◆ Stored data ◆

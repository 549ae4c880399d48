use anchor_lang::prelude::*;
use switchboard_on_demand::accounts::RandomnessAccountData;

use crate::constants::*;
use crate::error::ErrorCode;
use crate::state::{DrawConfig, DrawPhase, DrawSession};

/// Accounts required to commit a randomness account for the in-flight spin
/// or shuffle.
///
/// Ensures:
/// 1. Only the authority can commit the randomness.
/// 2. The randomness account is fresh and has not been revealed previously.
#[derive(Accounts)]
pub struct CommitRandomness<'info> {
    /// The account paying transaction fees.
    #[account(mut)]
    pub payer: Signer<'info>,

    #[account(
        mut,
        seeds = [DRAW_CONFIG_SEED],
        bump = draw_config.bump,
    )]
    pub draw_config: Account<'info, DrawConfig>,

    #[account(
        seeds = [DRAW_SESSION_SEED],
        bump = draw_session.bump,
    )]
    pub draw_session: Account<'info, DrawSession>,

    /// Randomness account from Switchboard.
    /// CHECK: The account's data is validated manually within the handler.
    pub randomness_account_data: UncheckedAccount<'info>,
}

pub fn process_commit_randomness(ctx: Context<CommitRandomness>) -> Result<()> {
    let clock = Clock::get()?;
    let config = &mut ctx.accounts.draw_config;
    let session = &ctx.accounts.draw_session;

    if ctx.accounts.payer.key() != config.authority {
        return Err(ErrorCode::Unauthorized.into());
    }

    // Randomness only matters while a spin or shuffle is waiting to settle.
    if session.phase != DrawPhase::Spinning && !session.phase.is_shuffling() {
        return Err(ErrorCode::InvalidPhase.into());
    }

    let randomness_data =
        RandomnessAccountData::parse(ctx.accounts.randomness_account_data.data.borrow())
            .map_err(|_| ErrorCode::IncorrectRandomnessAccount)?;
    if randomness_data.seed_slot != clock.slot - 1 {
        return Err(ErrorCode::RandomnessAlreadyRevealed.into());
    }

    config.randomness_account = ctx.accounts.randomness_account_data.key();
    Ok(())
}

◆ ACTIVITY ◆
Whenever the word "info" shows up in a line of the entries above, copy that line.

◆ ANSWER ◆
pub struct CommitRandomness<'info> {
    pub payer: Signer<'info>,
    pub draw_config: Account<'info, DrawConfig>,
    pub draw_session: Account<'info, DrawSession>,
    pub randomness_account_data: UncheckedAccount<'info>,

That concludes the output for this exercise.